Kuiper’s grandpa is 12 in this video(!!), which we made in December 2017. Since August 2012, @cochiti_whippet has held the Guinness World Record for farthest jump by a dog in a dock jumping competition (31 ft, 9.44 m.)
On this day in 1955, the Guinness Book of Records was first published in Great Britain. The idea for the book was sparked by a fierce argument between Sir Hugh Beaver, managing director of Guinness Brewery, and his friends at a hunting party. Lacking smartphones, they were unable to determine whether the red grouse or the golden plover was the speedier game bird. Sir Hugh did some research upon returning home but couldn’t find the answer. He thus decided to make his own “pub trivia” book, hiring twin journalists Ross and Norris McWhirter to do the research.
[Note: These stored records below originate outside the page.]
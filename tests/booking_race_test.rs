mod common;

use chrono::{Duration, Utc};

use rental_saas::error::AppError;
use rental_saas::models::CarStatus;
use rental_saas::service::CreateBooking;

/// N concurrent reservation attempts for one car: exactly one caller may
/// win, every loser must see a conflict, and exactly one booking row may
/// exist afterwards.
#[tokio::test]
#[ignore = "requires a running Postgres; see tests/common/mod.rs"]
async fn concurrent_bookings_have_exactly_one_winner() {
    let ctx = common::setup().await;
    let car_id = common::create_car(&ctx, 10_000).await;
    let customer_id = common::create_customer(&ctx).await;

    let workers = 10;
    let mut handles = Vec::with_capacity(workers);
    for _ in 0..workers {
        let svc = ctx.bookings.clone();
        let schema = ctx.schema.clone();
        handles.push(tokio::spawn(async move {
            svc.create_booking(
                &schema,
                CreateBooking {
                    car_id,
                    customer_id,
                    start_time: Utc::now(),
                    end_time: Utc::now() + Duration::hours(24),
                },
            )
            .await
        }));
    }

    let mut success_count = 0;
    let mut conflict_count = 0;
    let mut other_count = 0;
    for handle in handles {
        match handle.await.expect("worker panicked") {
            Ok(_) => success_count += 1,
            Err(AppError::Conflict(_)) => conflict_count += 1,
            Err(_) => other_count += 1,
        }
    }

    println!("Race results: success={success_count}, conflict={conflict_count}, other={other_count}");
    assert_eq!(success_count, 1, "expected exactly 1 success");
    assert_eq!(conflict_count, workers - 1, "expected {} conflicts", workers - 1);
    assert_eq!(other_count, 0);

    // No lost update: the winner's effects are all there.
    let car = common::find_car(&ctx, &ctx.schema, car_id).await.expect("car exists");
    assert_eq!(car.status, CarStatus::Rented);
    assert_eq!(common::booking_count(&ctx, car_id).await, 1);
}

/// A booking against a missing car is a clean not-found, not a conflict.
#[tokio::test]
#[ignore = "requires a running Postgres; see tests/common/mod.rs"]
async fn booking_a_missing_car_is_not_found() {
    let ctx = common::setup().await;
    let customer_id = common::create_customer(&ctx).await;

    let err = ctx
        .bookings
        .create_booking(
            &ctx.schema,
            CreateBooking {
                car_id: uuid::Uuid::new_v4(),
                customer_id,
                start_time: Utc::now(),
                end_time: Utc::now() + Duration::hours(24),
            },
        )
        .await;
    assert!(matches!(err, Err(AppError::NotFound(_))));
}

/// An inverted interval never opens a transaction.
#[tokio::test]
#[ignore = "requires a running Postgres; see tests/common/mod.rs"]
async fn inverted_interval_is_rejected() {
    let ctx = common::setup().await;
    let car_id = common::create_car(&ctx, 10_000).await;
    let customer_id = common::create_customer(&ctx).await;

    let start = Utc::now();
    let err = ctx
        .bookings
        .create_booking(
            &ctx.schema,
            CreateBooking {
                car_id,
                customer_id,
                start_time: start,
                end_time: start - Duration::hours(1),
            },
        )
        .await;
    assert!(matches!(err, Err(AppError::Validation(_))));

    let car = common::find_car(&ctx, &ctx.schema, car_id).await.expect("car exists");
    assert_eq!(car.status, CarStatus::Available);
}
use axum::{
    Router,
    body::Bytes,
    extract::{DefaultBodyLimit, State},
    http::{HeaderMap, StatusCode},
    response::Json,
    routing::post,
};
use serde::Deserialize;
use serde_json::json;
use uuid::Uuid;
use validator::Validate;

use super::AppState;
use crate::error::AppError;
use crate::payments::signature;
use crate::tenant::TenantSchema;

/// Processor events larger than this are rejected outright.
const MAX_EVENT_BYTES: usize = 64 * 1024;

pub fn router() -> Router<AppState> {
    Router::new().route("/intent", post(create_intent))
}

/// Inbound surface for the external processor; not tenant-routed: the
/// tenant is carried in the event metadata.
pub fn webhook_router() -> Router<AppState> {
    Router::new()
        .route("/stripe", post(processor_webhook))
        .layer(DefaultBodyLimit::max(MAX_EVENT_BYTES))
}

#[derive(Debug, Deserialize, Validate)]
pub struct CreateIntentRequest {
    pub booking_id: Uuid,
    /// Amount in cents.
    #[validate(range(min = 1, message = "amount must be greater than 0"))]
    pub amount: i64,
}

async fn create_intent(
    State(state): State<AppState>,
    TenantSchema(tenant): TenantSchema,
    Json(req): Json<CreateIntentRequest>,
) -> Result<Json<serde_json::Value>, AppError> {
    req.validate().map_err(|e| AppError::Validation(e.to_string()))?;

    let client_secret = state.payments.create_intent(&tenant, req.booking_id, req.amount).await?;
    Ok(Json(json!({ "client_secret": client_secret })))
}

async fn processor_webhook(
    State(state): State<AppState>,
    headers: HeaderMap,
    body: Bytes,
) -> Result<StatusCode, AppError> {
    let signature_header = headers
        .get(signature::SIGNATURE_HEADER)
        .and_then(|v| v.to_str().ok())
        .ok_or_else(|| AppError::Validation("missing signature header".to_string()))?;

    state.payments.handle_processor_event(&body, signature_header).await?;
    Ok(StatusCode::OK)
}
use axum::{
    Router,
    extract::{Path, State},
    http::StatusCode,
    response::Json,
    routing::get,
};
use serde::Deserialize;
use serde_json::json;
use uuid::Uuid;

use super::AppState;
use crate::error::AppError;
use crate::models::CarStatus;
use crate::service::{NewCarRequest, UpdateCarRequest};
use crate::tenant::TenantSchema;

pub fn router() -> Router<AppState> {
    Router::new()
        .route("/", get(list_cars).post(create_car))
        .route("/:id", get(get_car).put(update_car))
}

#[derive(Debug, Deserialize)]
pub struct CreateCarRequest {
    pub make: String,
    pub model: String,
    #[serde(default)]
    pub year: i32,
    #[serde(default)]
    pub license_plate: String,
    #[serde(default)]
    pub daily_rate_cents: i64,
    pub image_url: Option<String>,
}

async fn create_car(
    State(state): State<AppState>,
    TenantSchema(tenant): TenantSchema,
    Json(req): Json<CreateCarRequest>,
) -> Result<(StatusCode, Json<serde_json::Value>), AppError> {
    let car = state
        .cars
        .create_car(
            &tenant,
            NewCarRequest {
                make: req.make,
                model: req.model,
                year: req.year,
                license_plate: req.license_plate,
                daily_rate_cents: req.daily_rate_cents,
                image_url: req.image_url,
            },
        )
        .await?;

    Ok((StatusCode::CREATED, Json(json!({ "status": "success", "data": car }))))
}

async fn list_cars(
    State(state): State<AppState>,
    TenantSchema(tenant): TenantSchema,
) -> Result<Json<serde_json::Value>, AppError> {
    let cars = state.cars.list_cars(&tenant).await?;
    Ok(Json(json!({ "status": "success", "data": cars })))
}

async fn get_car(
    State(state): State<AppState>,
    TenantSchema(tenant): TenantSchema,
    Path(id): Path<Uuid>,
) -> Result<Json<serde_json::Value>, AppError> {
    let car = state.cars.get_car(&tenant, id).await?;
    Ok(Json(json!({ "status": "success", "data": car })))
}

#[derive(Debug, Deserialize, Default)]
pub struct UpdateCarBody {
    pub make: Option<String>,
    pub model: Option<String>,
    pub year: Option<i32>,
    pub license_plate: Option<String>,
    pub daily_rate_cents: Option<i64>,
    pub status: Option<CarStatus>,
    pub image_url: Option<String>,
}

async fn update_car(
    State(state): State<AppState>,
    TenantSchema(tenant): TenantSchema,
    Path(id): Path<Uuid>,
    Json(req): Json<UpdateCarBody>,
) -> Result<Json<serde_json::Value>, AppError> {
    let car = state
        .cars
        .update_car(
            &tenant,
            id,
            UpdateCarRequest {
                make: req.make,
                model: req.model,
                year: req.year,
                license_plate: req.license_plate,
                daily_rate_cents: req.daily_rate_cents,
                status: req.status,
                image_url: req.image_url,
            },
        )
        .await?;

    Ok(Json(json!({ "status": "success", "data": car })))
}
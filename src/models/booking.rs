use chrono::{DateTime, Utc};
use serde::{Deserialize, Serialize};
use uuid::Uuid;

/// Booking lifecycle states. `completed` and `cancelled` are terminal;
/// once a booking reaches either, no further mutation is permitted.
///
/// `active` exists for bookings whose authorization has been confirmed
/// out-of-band; the payment webhook only mutates payment status, so the
/// core flows never write it, but it is accepted on read and treated as
/// returnable.
#[derive(Debug, Clone, Copy, PartialEq, Eq, Serialize, Deserialize, sqlx::Type)]
#[serde(rename_all = "lowercase")]
#[sqlx(rename_all = "lowercase")]
pub enum BookingStatus {
    Pending,
    Active,
    Completed,
    Cancelled,
}

impl BookingStatus {
    pub fn as_str(self) -> &'static str {
        match self {
            BookingStatus::Pending => "pending",
            BookingStatus::Active => "active",
            BookingStatus::Completed => "completed",
            BookingStatus::Cancelled => "cancelled",
        }
    }

    pub fn is_terminal(self) -> bool {
        matches!(self, BookingStatus::Completed | BookingStatus::Cancelled)
    }
}

impl std::fmt::Display for BookingStatus {
    fn fmt(&self, f: &mut std::fmt::Formatter<'_>) -> std::fmt::Result {
        f.write_str(self.as_str())
    }
}

#[derive(Debug, Clone, Serialize, Deserialize, sqlx::FromRow)]
pub struct Booking {
    pub id: Uuid,
    pub car_id: Uuid,
    pub customer_id: Uuid,
    pub start_time: DateTime<Utc>,
    pub end_time: DateTime<Utc>,
    pub status: BookingStatus,
    pub final_odometer: Option<i64>,
    pub damage_cost_cents: Option<i64>,
    pub total_amount_cents: Option<i64>,
    pub created_at: DateTime<Utc>,
    pub updated_at: DateTime<Utc>,
}

#[cfg(test)]
mod tests {
    use super::*;

    #[test]
    fn terminal_states() {
        assert!(BookingStatus::Completed.is_terminal());
        assert!(BookingStatus::Cancelled.is_terminal());
        assert!(!BookingStatus::Pending.is_terminal());
        assert!(!BookingStatus::Active.is_terminal());
    }
}
use sqlx::PgConnection;
use uuid::Uuid;

use crate::models::{Car, CarStatus};

pub struct NewCar {
    pub make: String,
    pub model: String,
    pub year: i32,
    pub license_plate: String,
    pub daily_rate_cents: i64,
    pub image_url: Option<String>,
}

const CAR_COLUMNS: &str =
    "id, make, model, year, license_plate, status, daily_rate_cents, odometer, image_url, created_at, updated_at";

pub async fn insert(conn: &mut PgConnection, car: &NewCar) -> Result<Car, sqlx::Error> {
    sqlx::query_as::<_, Car>(&format!(
        "INSERT INTO cars (make, model, year, license_plate, daily_rate_cents, image_url)
         VALUES ($1, $2, $3, $4, $5, $6)
         RETURNING {CAR_COLUMNS}"
    ))
    .bind(&car.make)
    .bind(&car.model)
    .bind(car.year)
    .bind(&car.license_plate)
    .bind(car.daily_rate_cents)
    .bind(&car.image_url)
    .fetch_one(conn)
    .await
}

pub async fn list(conn: &mut PgConnection) -> Result<Vec<Car>, sqlx::Error> {
    sqlx::query_as::<_, Car>(&format!("SELECT {CAR_COLUMNS} FROM cars ORDER BY created_at"))
        .fetch_all(conn)
        .await
}

pub async fn find(conn: &mut PgConnection, id: Uuid) -> Result<Option<Car>, sqlx::Error> {
    sqlx::query_as::<_, Car>(&format!("SELECT {CAR_COLUMNS} FROM cars WHERE id = $1"))
        .bind(id)
        .fetch_optional(conn)
        .await
}

/// Reads the car row under an exclusive row lock held until the enclosing
/// transaction commits or rolls back. Competing reservation attempts on
/// the same car serialize here.
pub async fn lock_for_update(conn: &mut PgConnection, id: Uuid) -> Result<Option<Car>, sqlx::Error> {
    sqlx::query_as::<_, Car>(&format!("SELECT {CAR_COLUMNS} FROM cars WHERE id = $1 FOR UPDATE"))
        .bind(id)
        .fetch_optional(conn)
        .await
}

/// Plain status write; only valid on the transaction that holds the row lock.
pub async fn set_status(conn: &mut PgConnection, id: Uuid, status: CarStatus) -> Result<(), sqlx::Error> {
    sqlx::query("UPDATE cars SET status = $1, updated_at = now() WHERE id = $2")
        .bind(status)
        .bind(id)
        .execute(conn)
        .await?;
    Ok(())
}

pub async fn set_status_and_odometer(
    conn: &mut PgConnection,
    id: Uuid,
    status: CarStatus,
    odometer: i64,
) -> Result<(), sqlx::Error> {
    sqlx::query("UPDATE cars SET status = $1, odometer = $2, updated_at = now() WHERE id = $3")
        .bind(status)
        .bind(odometer)
        .bind(id)
        .execute(conn)
        .await?;
    Ok(())
}

pub async fn update(conn: &mut PgConnection, car: &Car) -> Result<Car, sqlx::Error> {
    sqlx::query_as::<_, Car>(&format!(
        "UPDATE cars
         SET make = $1, model = $2, year = $3, license_plate = $4, status = $5,
             daily_rate_cents = $6, image_url = $7, updated_at = now()
         WHERE id = $8
         RETURNING {CAR_COLUMNS}"
    ))
    .bind(&car.make)
    .bind(&car.model)
    .bind(car.year)
    .bind(&car.license_plate)
    .bind(car.status)
    .bind(car.daily_rate_cents)
    .bind(&car.image_url)
    .bind(car.id)
    .fetch_one(conn)
    .await
}
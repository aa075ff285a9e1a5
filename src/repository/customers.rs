use sqlx::PgConnection;

use crate::models::Customer;

pub async fn insert(
    conn: &mut PgConnection,
    email: &str,
    first_name: &str,
    last_name: &str,
) -> Result<Customer, sqlx::Error> {
    sqlx::query_as::<_, Customer>(
        "INSERT INTO customers (email, first_name, last_name) VALUES ($1, $2, $3)
         RETURNING id, email, first_name, last_name, created_at",
    )
    .bind(email)
    .bind(first_name)
    .bind(last_name)
    .fetch_one(conn)
    .await
}
use anyhow::Context;
use futures::future::BoxFuture;
use sqlx::postgres::PgPoolOptions;
use sqlx::{PgConnection, PgPool};

use crate::error::AppError;
use crate::tenant::SchemaName;

/// Pool wrapper that is the sole storage gateway for the engines: every
/// query they issue runs inside a transaction scoped to one tenant
/// partition via [`TenantDb::run_scoped`].
#[derive(Clone)]
pub struct TenantDb {
    pool: PgPool,
}

impl TenantDb {
    pub async fn connect(database_url: &str) -> anyhow::Result<Self> {
        let pool = PgPoolOptions::new()
            .max_connections(10)
            .connect(database_url)
            .await
            .context("Failed to connect to database")?;
        Ok(Self { pool })
    }

    pub fn new(pool: PgPool) -> Self {
        Self { pool }
    }

    pub fn pool(&self) -> &PgPool {
        &self.pool
    }

    /// Runs `work` inside one transaction bound to `schema`.
    ///
    /// `SET LOCAL search_path` scopes the partition to this transaction
    /// only, so the pooled connection carries nothing over to its next
    /// checkout. Commit happens iff `work` returns Ok; any error rolls
    /// back every statement `work` issued.
    ///
    /// Failure mapping: begin/commit failures surface as `Storage` (writes
    /// are not durable, caller may retry the whole unit); a search_path
    /// failure surfaces as `TenantScope` and fails closed.
    pub async fn run_scoped<T, F>(&self, schema: &SchemaName, work: F) -> Result<T, AppError>
    where
        T: Send,
        F: for<'c> FnOnce(&'c mut PgConnection) -> BoxFuture<'c, Result<T, AppError>> + Send,
    {
        let mut tx = self.pool.begin().await?;

        sqlx::query(&format!("SET LOCAL search_path TO {}", schema.quoted()))
            .execute(&mut *tx)
            .await
            .map_err(|e| AppError::TenantScope(format!("failed to set search_path: {e}")))?;

        match work(&mut *tx).await {
            Ok(value) => {
                tx.commit().await?;
                Ok(value)
            }
            Err(e) => {
                // Explicit rollback; dropping the transaction would do the
                // same, but the error path should not look accidental.
                tx.rollback().await.ok();
                Err(e)
            }
        }
    }
}
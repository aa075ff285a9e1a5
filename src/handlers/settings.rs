use axum::{
    Router,
    extract::State,
    http::StatusCode,
    response::Json,
    routing::get,
};
use futures::FutureExt;
use serde::Deserialize;
use serde_json::json;
use validator::Validate;

use super::AppState;
use crate::error::AppError;
use crate::models::WebhookRegistration;
use crate::repository::webhooks;
use crate::tenant::TenantSchema;
use crate::webhooks::generate_secret;

pub fn router() -> Router<AppState> {
    Router::new().route("/webhooks", get(list_webhooks).post(register_webhook))
}

#[derive(Debug, Deserialize, Validate)]
pub struct CreateWebhookRequest {
    #[validate(url(message = "url must be a valid URL"))]
    pub url: String,
    #[validate(length(min = 1, message = "at least one event type is required"))]
    pub events: Vec<String>,
}

async fn register_webhook(
    State(state): State<AppState>,
    TenantSchema(tenant): TenantSchema,
    Json(req): Json<CreateWebhookRequest>,
) -> Result<(StatusCode, Json<WebhookRegistration>), AppError> {
    req.validate().map_err(|e| AppError::Validation(e.to_string()))?;

    let secret = generate_secret();
    let registration = state
        .db
        .run_scoped(&tenant, move |conn| {
            async move { Ok(webhooks::insert(conn, &req.url, &req.events, &secret).await?) }.boxed()
        })
        .await?;

    Ok((StatusCode::CREATED, Json(registration)))
}

async fn list_webhooks(
    State(state): State<AppState>,
    TenantSchema(tenant): TenantSchema,
) -> Result<Json<serde_json::Value>, AppError> {
    let registrations = state
        .db
        .run_scoped(&tenant, |conn| async move { Ok(webhooks::list(conn).await?) }.boxed())
        .await?;

    Ok(Json(json!({ "status": "success", "data": registrations })))
}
Proving that some things never change, Guinness Magazine revealed in 1976, “When writing to an expert they did not ask for a direct bit of information, but stated a fact that they figured might be close enough to being right and asked the expert to correct it. ‘We found that people who have a total resistance to giving information often have an irresistible desire to correct other people’s impressions.'”
The initial plan was to distribute the book for free as part of a marketing effort for Guinness (the beverage.) The first thousand copies were given away, but the book became such a hit that Hugh, Ross and Norris decided to start selling it. Orders began pouring in and the first American version came out the following year.
The rest is largely history; over 138 million copies have since been sold. As for the grouse vs. plover debate, it was eventually settled but it took 35 years. In 1989 the red grouse was officially declared the winner with “recorded burst speeds up to 92.8-100.8 kph/58-63 mph over very short distances.”